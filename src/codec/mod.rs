//! The `codec` module turns publish payloads into bytes and deliveries back
//! into values.
//!
//! `Messenger` serializes every payload before it is queued, so a payload that
//! cannot be encoded is rejected by `publish` itself and never reaches the
//! broker.

mod json;
mod xml;
mod yaml;

use serde::de::DeserializeOwned;
use serde::{Deserialize, Serialize};

pub use json::JsonCodec;
pub use xml::XmlCodec;
pub use yaml::YamlCodec;

use crate::utils::error::CodecError;

pub trait Codec: Send + Sync + 'static {
    /// Short name used in error messages and logs.
    fn name(&self) -> &'static str;

    fn marshal<T: Serialize + ?Sized>(&self, value: &T) -> Result<Vec<u8>, CodecError>;

    fn unmarshal<T: DeserializeOwned>(&self, data: &[u8]) -> Result<T, CodecError>;
}

/// Codec picked at runtime, e.g. from configuration.
#[derive(Debug, Clone, Copy, Default, PartialEq, Eq, Serialize, Deserialize)]
#[serde(rename_all = "lowercase")]
pub enum CodecKind {
    #[default]
    Json,
    Yaml,
    Xml,
}

impl Codec for CodecKind {
    fn name(&self) -> &'static str {
        match self {
            CodecKind::Json => JsonCodec.name(),
            CodecKind::Yaml => YamlCodec.name(),
            CodecKind::Xml => XmlCodec.name(),
        }
    }

    fn marshal<T: Serialize + ?Sized>(&self, value: &T) -> Result<Vec<u8>, CodecError> {
        match self {
            CodecKind::Json => JsonCodec.marshal(value),
            CodecKind::Yaml => YamlCodec.marshal(value),
            CodecKind::Xml => XmlCodec.marshal(value),
        }
    }

    fn unmarshal<T: DeserializeOwned>(&self, data: &[u8]) -> Result<T, CodecError> {
        match self {
            CodecKind::Json => JsonCodec.unmarshal(data),
            CodecKind::Yaml => YamlCodec.unmarshal(data),
            CodecKind::Xml => XmlCodec.unmarshal(data),
        }
    }
}

#[cfg(test)]
mod tests;
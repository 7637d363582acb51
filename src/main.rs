//! CLI for PopSub Messenger
//!
//! Subcommands:
//! - `subscribe`: print every message arriving on an exchange until ctrl-c
//! - `publish`: publish a message and wait until it was sent

use clap::{Args, Parser, Subcommand, ValueEnum};
use popsub_messenger::codec::{Codec, CodecKind};
use popsub_messenger::config::{DEFAULT_CONFIG_FILE, Settings, load_config_from};
use popsub_messenger::health::HealthMonitor;
use popsub_messenger::transport::WebSocketTransport;
use popsub_messenger::utils::logging;
use popsub_messenger::{ExchangeKind, Messenger, MessengerConfig, TopicDescriptor};
use tokio::sync::watch;
use tokio::task::JoinHandle;
use tracing::{error, info, warn};

#[derive(Parser)]
#[command(name = "popsub-messenger", version, about)]
struct Cli {
    /// Configuration file, without extension
    #[arg(long, env = "POPSUB_CONFIG", default_value = DEFAULT_CONFIG_FILE)]
    config: String,

    #[command(subcommand)]
    command: Command,
}

#[derive(Subcommand)]
enum Command {
    /// Subscribe to an exchange and print deliveries
    Subscribe {
        #[command(flatten)]
        topic: TopicArgs,
    },
    /// Publish a message (a JSON value, or plain text)
    Publish {
        #[command(flatten)]
        topic: TopicArgs,
        message: String,
        /// Publish the message this many times
        #[arg(long, default_value_t = 1)]
        count: u32,
    },
}

#[derive(Args)]
struct TopicArgs {
    /// Exchange name
    exchange: String,
    #[arg(long, value_enum, default_value_t = Kind::Fanout)]
    kind: Kind,
    #[arg(long)]
    routing_key: Option<String>,
}

#[derive(Clone, Copy, ValueEnum)]
enum Kind {
    Direct,
    Topic,
    Fanout,
}

impl TopicArgs {
    fn descriptor(&self) -> TopicDescriptor {
        let kind = match self.kind {
            Kind::Direct => ExchangeKind::Direct,
            Kind::Topic => ExchangeKind::Topic,
            Kind::Fanout => ExchangeKind::Fanout,
        };
        let topic = TopicDescriptor::new(kind, self.exchange.clone());
        match &self.routing_key {
            Some(key) => topic.with_routing_key(key.clone()),
            None => topic,
        }
    }
}

type CliResult = Result<(), Box<dyn std::error::Error>>;

#[tokio::main]
async fn main() {
    dotenvy::dotenv().ok();
    let cli = Cli::parse();

    let settings = match load_config_from(&cli.config) {
        Ok(settings) => settings,
        Err(e) => {
            logging::init("info");
            error!("Failed to load configuration: {}", e);
            std::process::exit(1);
        }
    };
    logging::init(&settings.log.level);

    let (shutdown_tx, shutdown_rx) = watch::channel(false);
    let (messenger, task) = start_messenger(&settings, shutdown_rx);

    let health = HealthMonitor::new();
    health.register_readiness_check("messenger", messenger.readiness_check());

    let result = tokio::select! {
        result = run(cli.command, &messenger, &health) => result,
        _ = tokio::signal::ctrl_c() => {
            info!("Shutdown signal received. Exiting gracefully.");
            Ok(())
        }
    };
    if let Err(e) = result {
        error!("Command failed: {}", e);
    }

    shutdown_tx.send_replace(true);
    if let Err(e) = task.await {
        error!("Messenger task failed: {}", e);
    }
}

fn start_messenger(
    settings: &Settings,
    shutdown: watch::Receiver<bool>,
) -> (Messenger<CodecKind>, JoinHandle<()>) {
    let transport = WebSocketTransport::from_settings(&settings.broker);
    info!(url = %transport.url(), codec = settings.messenger.codec.name(), "Starting messenger");

    Messenger::builder(transport)
        .config(MessengerConfig::from(&settings.messenger))
        .codec(settings.messenger.codec)
        .spawn(shutdown)
}

async fn run(command: Command, messenger: &Messenger<CodecKind>, health: &HealthMonitor) -> CliResult {
    match command {
        Command::Subscribe { topic } => subscribe(messenger, topic.descriptor()).await,
        Command::Publish {
            topic,
            message,
            count,
        } => {
            let result = publish(messenger, topic.descriptor(), &message, count).await;
            for failure in health.check_readiness() {
                warn!(check = %failure, "Not ready");
            }
            result
        }
    }
}

async fn subscribe(messenger: &Messenger<CodecKind>, topic: TopicDescriptor) -> CliResult {
    let mut stream = messenger.subscribe(&topic).await?;
    info!(topic = %topic, "Subscribed, waiting for messages");

    while let Some(entry) = stream.recv().await {
        let delivery = entry?;
        let payload = match delivery.decode::<serde_json::Value, _>(messenger.codec()) {
            Ok(value) => value.to_string(),
            Err(_) => String::from_utf8_lossy(&delivery.body).into_owned(),
        };
        println!(
            "[{}] {} {}: {}",
            delivery.timestamp,
            delivery.exchange,
            delivery.routing_key.as_deref().unwrap_or("-"),
            payload
        );
    }
    Ok(())
}

async fn publish(
    messenger: &Messenger<CodecKind>,
    topic: TopicDescriptor,
    message: &str,
    count: u32,
) -> CliResult {
    let value = serde_json::from_str::<serde_json::Value>(message)
        .unwrap_or_else(|_| serde_json::Value::String(message.to_string()));

    for n in 1..=count {
        let mut confirmation = messenger.publish_confirmed(&topic, &value).await?;
        match confirmation.recv().await {
            Some(Ok(())) => info!(topic = %topic, n, "Message published"),
            Some(Err(e)) => return Err(e.into()),
            None => return Err("messenger stopped before the message was sent".into()),
        }
    }
    Ok(())
}
//! WebSocket transport
//!
//! Connects to a popsub broker and speaks its JSON protocol. Responsibilities:
//! - Log in and authenticate before the connection is handed out
//! - Keep one wire subscription per exchange name, shared by every local
//!   consumer bound to that exchange
//! - Demultiplex inbound `message` frames to consumers, matching routing keys
//!   locally
//! - Acknowledge QoS=1 deliveries
//! - Report when the socket goes away
//!
//! The broker creates topics on first use, so declaring a destination is a
//! no-op on this transport.

use std::collections::HashMap;
use std::sync::{Arc, Mutex as StdMutex, MutexGuard, PoisonError};

use async_trait::async_trait;
use futures_util::stream::{SplitSink, SplitStream};
use futures_util::{Sink, SinkExt, StreamExt};
use tokio::net::TcpStream;
use tokio::sync::{Mutex, mpsc, oneshot};
use tokio::task::JoinHandle;
use tokio_tungstenite::{MaybeTlsStream, WebSocketStream, connect_async};
use tracing::{debug, info, warn};
use tungstenite::protocol::Message as WsMessage;
use uuid::Uuid;

use super::message::{ClientMessage, ServerMessage};
use super::{ClosedSignal, Connection, Consumer, ConsumerTag, Delivery, Transport};
use crate::config::BrokerSettings;
use crate::messenger::topic::TopicDescriptor;
use crate::utils::error::TransportError;

type WsStream = WebSocketStream<MaybeTlsStream<TcpStream>>;
type SharedSink = Arc<Mutex<SplitSink<WsStream, WsMessage>>>;

/// Deliveries a consumer may have queued before the reader starts dropping.
const CONSUMER_CAPACITY: usize = 1024;

#[derive(Debug, Clone, PartialEq, Eq)]
pub struct Credentials {
    pub user: String,
    pub password: String,
}

impl Credentials {
    pub fn new(user: impl Into<String>, password: impl Into<String>) -> Self {
        Self {
            user: user.into(),
            password: password.into(),
        }
    }
}

#[derive(Debug, Clone)]
pub struct WebSocketTransport {
    url: String,
    credentials: Credentials,
}

impl WebSocketTransport {
    pub fn new(host: &str, port: u16, credentials: Credentials) -> Self {
        Self {
            url: format!("ws://{host}:{port}"),
            credentials,
        }
    }

    pub fn from_settings(settings: &BrokerSettings) -> Self {
        Self::new(
            &settings.host,
            settings.port,
            Credentials::new(settings.user.clone(), settings.password.clone()),
        )
    }

    pub fn url(&self) -> &str {
        &self.url
    }
}

#[async_trait]
impl Transport for WebSocketTransport {
    async fn connect(&self) -> Result<Box<dyn Connection>, TransportError> {
        let (mut ws, _response) = connect_async(self.url.as_str())
            .await
            .map_err(|e| TransportError::Connect(format!("{}: {e}", self.url)))?;

        authenticate(&mut ws, &self.credentials).await?;
        info!(url = %self.url, user = %self.credentials.user, "Authenticated with broker");

        let (sink, stream) = ws.split();
        let sink: SharedSink = Arc::new(Mutex::new(sink));
        let routes = Arc::new(StdMutex::new(Routes::default()));
        let (closed_tx, closed) = ClosedSignal::channel();
        let reader = tokio::spawn(read_loop(stream, routes.clone(), sink.clone(), closed_tx));

        Ok(Box::new(WebSocketConnection {
            sink,
            routes,
            reader,
            closed: Some(closed),
        }))
    }
}

async fn authenticate(ws: &mut WsStream, credentials: &Credentials) -> Result<(), TransportError> {
    send_frame(
        ws,
        &ClientMessage::Login {
            username: credentials.user.clone(),
            password: credentials.password.clone(),
        },
    )
    .await?;

    let token = match next_server_message(ws).await? {
        ServerMessage::LoginResponse { token } => token,
        ServerMessage::Error { message } => return Err(TransportError::Authentication(message)),
        other => {
            return Err(TransportError::Protocol(format!(
                "expected login_response, got {other:?}"
            )));
        }
    };

    send_frame(ws, &ClientMessage::Auth { token }).await?;

    match next_server_message(ws).await? {
        ServerMessage::Authenticated {} => Ok(()),
        ServerMessage::Error { message } => Err(TransportError::Authentication(message)),
        other => Err(TransportError::Protocol(format!(
            "expected authenticated, got {other:?}"
        ))),
    }
}

async fn next_server_message(ws: &mut WsStream) -> Result<ServerMessage, TransportError> {
    loop {
        match ws.next().await {
            Some(Ok(WsMessage::Text(text))) => {
                return serde_json::from_str(text.as_str())
                    .map_err(|e| TransportError::Protocol(format!("invalid frame: {e}")));
            }
            Some(Ok(WsMessage::Close(_))) | None => {
                return Err(TransportError::Closed(
                    "broker closed the socket during login".to_string(),
                ));
            }
            Some(Ok(_)) => continue,
            Some(Err(e)) => return Err(TransportError::Connect(e.to_string())),
        }
    }
}

async fn send_frame<S>(sink: &mut S, msg: &ClientMessage) -> Result<(), TransportError>
where
    S: Sink<WsMessage, Error = tungstenite::Error> + Unpin,
{
    let text = serde_json::to_string(msg)
        .map_err(|e| TransportError::Protocol(format!("failed to encode frame: {e}")))?;
    sink.send(WsMessage::Text(text.into()))
        .await
        .map_err(|e| TransportError::Send(e.to_string()))
}

struct Route {
    topic: TopicDescriptor,
    tx: mpsc::Sender<Delivery>,
}

#[derive(Default)]
struct Routes {
    consumers: HashMap<ConsumerTag, Route>,
}

impl Routes {
    fn bound_to(&self, exchange: &str) -> usize {
        self.consumers
            .values()
            .filter(|r| r.topic.name() == exchange)
            .count()
    }

    fn dispatch(&self, delivery: &Delivery) {
        let routing_key = delivery.routing_key.as_deref().unwrap_or("");
        for (tag, route) in &self.consumers {
            if route.topic.name() != delivery.exchange || !route.topic.accepts(routing_key) {
                continue;
            }
            if let Err(e) = route.tx.try_send(delivery.clone()) {
                warn!(consumer = %tag, error = %e, "Dropping delivery for consumer");
            }
        }
    }
}

fn lock(routes: &StdMutex<Routes>) -> MutexGuard<'_, Routes> {
    routes.lock().unwrap_or_else(PoisonError::into_inner)
}

async fn read_loop(
    mut stream: SplitStream<WsStream>,
    routes: Arc<StdMutex<Routes>>,
    sink: SharedSink,
    closed: oneshot::Sender<TransportError>,
) {
    let reason = loop {
        let text = match stream.next().await {
            Some(Ok(WsMessage::Text(text))) => text,
            Some(Ok(WsMessage::Close(frame))) => {
                break TransportError::Closed(format!("broker sent close frame: {frame:?}"));
            }
            Some(Ok(_)) => continue,
            Some(Err(e)) => break TransportError::Closed(e.to_string()),
            None => break TransportError::Closed("broker closed the socket".to_string()),
        };

        match serde_json::from_str::<ServerMessage>(text.as_str()) {
            Ok(ServerMessage::Message {
                topic,
                payload,
                timestamp,
                message_id,
                qos,
                routing_key,
            }) => {
                let delivery = Delivery {
                    exchange: topic,
                    routing_key,
                    body: payload.into_bytes(),
                    message_id: message_id.clone(),
                    timestamp,
                };
                lock(&routes).dispatch(&delivery);

                if qos > 0 {
                    let mut sink = sink.lock().await;
                    if let Err(e) = send_frame(&mut *sink, &ClientMessage::Ack { message_id }).await
                    {
                        break e;
                    }
                }
            }
            Ok(ServerMessage::Error { message }) => {
                warn!(error = %message, "Broker reported an error");
            }
            Ok(other) => debug!(frame = ?other, "Ignoring unexpected frame"),
            Err(e) => {
                let preview: String = text.as_str().chars().take(100).collect();
                warn!(error = %e, frame = %preview, "Invalid frame from broker");
            }
        }
    };

    debug!(reason = %reason, "WebSocket reader stopped");
    let _ = closed.send(reason);
}

pub struct WebSocketConnection {
    sink: SharedSink,
    routes: Arc<StdMutex<Routes>>,
    reader: JoinHandle<()>,
    closed: Option<ClosedSignal>,
}

impl WebSocketConnection {
    async fn send_frame(&self, msg: &ClientMessage) -> Result<(), TransportError> {
        let mut sink = self.sink.lock().await;
        send_frame(&mut *sink, msg).await
    }
}

#[async_trait]
impl Connection for WebSocketConnection {
    async fn declare_destination(&mut self, topic: &TopicDescriptor) -> Result<(), TransportError> {
        debug!(topic = %topic, "Topics are created on first use");
        Ok(())
    }

    async fn open_consumer(&mut self, topic: &TopicDescriptor) -> Result<Consumer, TransportError> {
        let tag = ConsumerTag(format!("ws-{}", Uuid::new_v4()));
        let (tx, deliveries) = mpsc::channel(CONSUMER_CAPACITY);
        let first = {
            let mut routes = lock(&self.routes);
            let first = routes.bound_to(topic.name()) == 0;
            routes.consumers.insert(
                tag.clone(),
                Route {
                    topic: topic.clone(),
                    tx,
                },
            );
            first
        };

        if first {
            self.send_frame(&ClientMessage::Subscribe {
                topic: topic.name().to_string(),
            })
            .await?;
        }
        Ok(Consumer { tag, deliveries })
    }

    async fn cancel_consumer(&mut self, tag: &ConsumerTag) -> Result<(), TransportError> {
        let last = {
            let mut routes = lock(&self.routes);
            match routes.consumers.remove(tag) {
                Some(route) if routes.bound_to(route.topic.name()) == 0 => {
                    Some(route.topic.name().to_string())
                }
                _ => None,
            }
        };

        if let Some(topic) = last {
            self.send_frame(&ClientMessage::Unsubscribe { topic }).await?;
        }
        Ok(())
    }

    async fn send(&mut self, topic: &TopicDescriptor, body: &[u8]) -> Result<(), TransportError> {
        let payload = std::str::from_utf8(body)
            .map_err(|e| TransportError::InvalidPayload(format!("not valid UTF-8: {e}")))?;
        self.send_frame(&ClientMessage::Publish {
            topic: topic.name().to_string(),
            payload: payload.to_string(),
            message_id: Some(Uuid::new_v4().to_string()),
            qos: Some(0),
            routing_key: topic.routing_key().map(str::to_string),
        })
        .await
    }

    fn on_closed(&mut self) -> ClosedSignal {
        self.closed.take().unwrap_or_else(ClosedSignal::never)
    }
}

impl Drop for WebSocketConnection {
    fn drop(&mut self) {
        self.reader.abort();
    }
}
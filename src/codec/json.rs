use serde::Serialize;
use serde::de::DeserializeOwned;

use super::Codec;
use crate::utils::error::CodecError;

/// Default codec: `serde_json`, compact encoding.
#[derive(Debug, Clone, Copy, Default)]
pub struct JsonCodec;

impl Codec for JsonCodec {
    fn name(&self) -> &'static str {
        "json"
    }

    fn marshal<T: Serialize + ?Sized>(&self, value: &T) -> Result<Vec<u8>, CodecError> {
        serde_json::to_vec(value).map_err(|e| CodecError::Serialize {
            codec: self.name(),
            reason: e.to_string(),
        })
    }

    fn unmarshal<T: DeserializeOwned>(&self, data: &[u8]) -> Result<T, CodecError> {
        serde_json::from_slice(data).map_err(|e| CodecError::Deserialize {
            codec: self.name(),
            reason: e.to_string(),
        })
    }
}
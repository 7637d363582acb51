mod settings;

use crate::config::settings::PartialSettings;
use config::{Config, ConfigError, Environment, File};

pub use settings::{BrokerSettings, LogSettings, MessengerSettings, Settings};

/// Default configuration file, looked up relative to the working directory
/// with any extension the `config` crate understands.
pub const DEFAULT_CONFIG_FILE: &str = "config/default";

/// Loads the configuration from the default file and environment variables.
pub fn load_config() -> Result<Settings, ConfigError> {
    load_config_from(DEFAULT_CONFIG_FILE)
}

/// Loads the configuration from `path` (optional) and `POPSUB__*`
/// environment variables, e.g. `POPSUB__BROKER__PORT=9000`.
/// Environment variables win over the file; missing values take defaults.
pub fn load_config_from(path: &str) -> Result<Settings, ConfigError> {
    let builder = Config::builder()
        .add_source(File::with_name(path).required(false))
        .add_source(
            Environment::with_prefix("POPSUB")
                .prefix_separator("__")
                .separator("__")
                .try_parsing(true),
        );

    let config = builder.build()?;

    // Try to deserialize what is available
    let partial: PartialSettings = config.try_deserialize()?;

    Ok(partial.merge(Settings::default()))
}

#[cfg(test)]
mod tests;
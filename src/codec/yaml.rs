use serde::Serialize;
use serde::de::DeserializeOwned;

use super::Codec;
use crate::utils::error::CodecError;

#[derive(Debug, Clone, Copy, Default)]
pub struct YamlCodec;

impl Codec for YamlCodec {
    fn name(&self) -> &'static str {
        "yaml"
    }

    fn marshal<T: Serialize + ?Sized>(&self, value: &T) -> Result<Vec<u8>, CodecError> {
        serde_yaml::to_string(value)
            .map(String::into_bytes)
            .map_err(|e| CodecError::Serialize {
                codec: self.name(),
                reason: e.to_string(),
            })
    }

    fn unmarshal<T: DeserializeOwned>(&self, data: &[u8]) -> Result<T, CodecError> {
        serde_yaml::from_slice(data).map_err(|e| CodecError::Deserialize {
            codec: self.name(),
            reason: e.to_string(),
        })
    }
}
---+---
When you come to the line containing "fn name(&self) -> &'static str;", give it and stop; before that, repeat each line of the material exactly from the first one.

filename src/codec/mod.rs
//! The `codec` module turns publish payloads into bytes and deliveries back
//! into values.
//!
//! `Messenger` serializes every payload before it is queued, so a payload that
//! cannot be encoded is rejected by `publish` itself and never reaches the
//! broker.

mod json;
mod xml;
mod yaml;

use serde::de::DeserializeOwned;
use serde::{Deserialize, Serialize};

pub use json::JsonCodec;
pub use xml::XmlCodec;
pub use yaml::YamlCodec;

use crate::utils::error::CodecError;

pub trait Codec: Send + Sync + 'static {
    /// Short name used in error messages and logs.
    fn name(&self) -> &'static str;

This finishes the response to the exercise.